Si chiama Square Kilometre Array, in acronimo SKA, e rappresenta l’ambizioso progetto che mira a creare la più grande e sensibile rete di radiotelescopi mai concepita al mondo: 3.000 parabole da 15 metri ciascuna distribuite su una superficie vastissima per funzionare come un unico, gigantesco strumento, in ascolto dell’universo. È un progetto che vede l’Italia direttamente coinvolta con i ministeri per l’Istruzione, l’Università e la Ricerca, dello Sviluppo Economico e degli Esteri, oltre che con l’industria, Finmeccanica in testa. Con Gran Bretagna, Olanda e Cina, l’Italia fa parte dei Paesi fondatori e chiamati a decidere quale sarà la sede del super radiotelescopio. In gara Sudafrica e Australia.
Il progetto comprende anche l’obiettivo di rendere energeticamente autosufficienti tutte le stazioni. Sotto questo aspetto sono coinvolte anche le imprese italiane che giovedì 1 marzo, nella sede INAF all’Osservatorio Astronomico di Monte Mario, hanno partecipato allo SKA Green Energy Day. L’ evento è stato organizzato dall’ Istituto Nazionale di Astrofisica insieme a Management Innovation, che ha recentemente ricevuto proprio da INAF l’incarico di contribuire allo studio delle possibili opzioni di alimentazione green power.
SKA prevede la graduale installazione di circa 3000 radiotelescopi in un territorio prevalentemente desertico di circa 3000 chilometri quadrati in Australia o Sud Africa. Ciascuna stazione, oltre a dialogare con le altre ed inviare dati ai sistemi centrali, dovrà essere in grado di auto-produrre e accumulare energia elettrica in grado di farla funzionare di giorno e notte senza interruzione.
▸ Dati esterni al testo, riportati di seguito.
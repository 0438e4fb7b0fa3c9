//! Process-wide parking lot for detached connections.
//!
//! [`crate::Connection::detach`] strips a connection down to plain owned
//! data and parks it here under a generated handle; a later
//! [`crate::Connection::connect`] with the `attach` option claims it, on
//! any thread. Entries are consumed by the first claim.

use std::collections::HashMap;
use std::collections::hash_map::Entry;
use std::sync::{LazyLock, Mutex, MutexGuard};

use crate::client::ClientConn;
use crate::error::Error;
use crate::statement::FrozenStatement;
use crate::types::IsolationLevel;

/// Everything a connection owns once its per-thread wrappers are gone.
///
/// Every field is plain owned data (the client driver handle is `Send` by
/// trait bound), so the whole record can cross threads.
pub(crate) struct DetachedConn {
    pub(crate) client: Box<dyn ClientConn>,
    /// Frozen statement cache, keyed by original SQL text.
    pub(crate) statements: HashMap<String, FrozenStatement>,
    pub(crate) statement_seq: u32,
    pub(crate) in_transaction: bool,
    pub(crate) isolation: Option<IsolationLevel>,
    pub(crate) readonly: bool,
    /// Connection-string option values, indexed per the option table.
    pub(crate) saved_options: Vec<Option<String>>,
}

struct Registry {
    entries: HashMap<String, DetachedConn>,
    sequence: u64,
}

static REGISTRY: LazyLock<Mutex<Registry>> = LazyLock::new(|| {
    Mutex::new(Registry {
        entries: HashMap::new(),
        sequence: 0,
    })
});

fn lock() -> MutexGuard<'static, Registry> {
    match REGISTRY.lock() {
        Ok(guard) => guard,
        Err(poisoned) => {
            // Clear the poison and continue with the recovered data
            poisoned.into_inner()
        }
    }
}

/// Park a detached connection and hand back its claim handle.
///
/// Handles are `pqhandle1`, `pqhandle2`, ... from a process-wide sequence
/// that never repeats, so a collision can only mean the sequence was
/// corrupted; it is reported rather than silently overwriting an entry.
pub(crate) fn put(conn: DetachedConn) -> Result<String, Error> {
    let mut registry = lock();
    registry.sequence += 1;
    let handle = format!("pqhandle{}", registry.sequence);
    match registry.entries.entry(handle.clone()) {
        Entry::Occupied(_) => Err(Error::Internal(format!(
            "generated a handle but it wasn't new: \"{handle}\""
        ))),
        Entry::Vacant(slot) => {
            slot.insert(conn);
            tracing::debug!(handle = %handle, "parked detached connection");
            Ok(handle)
        }
    }
}

/// Claim a parked connection, consuming the entry.
pub(crate) fn take(handle: &str) -> Option<DetachedConn> {
    let taken = lock().entries.remove(handle);
    tracing::debug!(handle = %handle, found = taken.is_some(), "claimed detached connection");
    taken
}

#[cfg(test)]
mod tests {
    use super::*;
    use crate::client::{BoundParam, ConnStatus, QueryResult};

    struct NullConn;

    impl ClientConn for NullConn {
        fn status(&self) -> ConnStatus {
            ConnStatus::Ok
        }
        fn error_message(&self) -> String {
            String::new()
        }
        fn ignore_notices(&mut self) {}
        fn client_encoding(&self) -> String {
            "UTF8".into()
        }
        fn set_client_encoding(&mut self, _encoding: &str) -> bool {
            true
        }
        fn exec(&mut self, _sql: &str) -> Option<Box<dyn QueryResult>> {
            None
        }
        fn prepare(&mut self, _name: &str, _sql: &str) -> Option<Box<dyn QueryResult>> {
            None
        }
        fn describe_prepared(&mut self, _name: &str) -> Option<Box<dyn QueryResult>> {
            None
        }
        fn exec_prepared(
            &mut self,
            _name: &str,
            _params: &[BoundParam],
        ) -> Option<Box<dyn QueryResult>> {
            None
        }
    }

    fn parked() -> DetachedConn {
        DetachedConn {
            client: Box::new(NullConn),
            statements: HashMap::new(),
            statement_seq: 3,
            in_transaction: false,
            isolation: None,
            readonly: false,
            saved_options: vec![None; 13],
        }
    }

    #[test]
    fn take_of_unknown_handle_is_none() {
        assert!(take("pqhandle-never-issued").is_none());
    }

    #[test]
    fn put_take_round_trip_consumes_the_entry() {
        let handle = put(parked()).unwrap();
        assert!(handle.starts_with("pqhandle"));
        let claimed = take(&handle).expect("entry should be present");
        assert_eq!(claimed.statement_seq, 3);
        assert!(take(&handle).is_none(), "second claim must find nothing");
    }

    #[test]
    fn handles_are_distinct() {
        let first = put(parked()).unwrap();
        let second = put(parked()).unwrap();
        assert_ne!(first, second);
        take(&first);
        take(&second);
    }

    #[test]
    fn parked_connections_cross_threads() {
        let handle = put(parked()).unwrap();
        let claimed = std::thread::spawn(move || take(&handle))
            .join()
            .expect("claim thread panicked");
        assert!(claimed.is_some());
    }
}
A questo ramo del programma è dedicato il sottoprogetto Power (WP 10) e l’Italia desidera candidarsi a realizzarlo e a gestirlo, mettendo a disposizione del consorzio le competenze e le abilità dei ricercatori e delle Imprese italiane attive nella Ricerca & Innovazione nel settore della Green Energy. L’incontro svoltosi all’INAF è servito proprio a verificare che sussistano le condizioni industriali per candidarsi in maniera forte per la realizzazione del sottoprogetto Power. Per far ciò è stato lanciato un Concorso di Idee rivolto alle Imprese italiane più innovative nel settore Green Energy finalizzato alla formulazione di progetti di ricerca e implementazione industriali indirizzati alla risoluzione dei problemi di alimentazione e accumulazione elettrica delle antenne. Le sfide principali sono le condizioni ambientali estreme, la distanza che separa le antenne e la necessità di infrastrutture a bassissimo impatto ambientale. Fra le aziende presenti c’erano Technapoli e Telespazio, che stanno coordinando un’iniziativa di aggregazione e qualificazione tecnologica per garantire all’industria nazionale le migliori condizioni per il suo coinvolgimento nella realizzazione e gestione del progetto e del radiotelescopio. Anche per il sottoprogetto Power, è stato ribadito, si fa necessaria la partecipazione delle aziende a questo processo di aggregazione. SKA è destinato ad essere il più grande ed importante radiotelescopio del mondo per i prossimi 50 anni e oltre. Prevede un investimento totale di oltre 2 miliardi di euro. Un’apposita società, la SKA Organization Ltd. è stata costituita a Londra lo scorso 23 novembre per gestire le fasi di preparazione e realizzazione del progetto.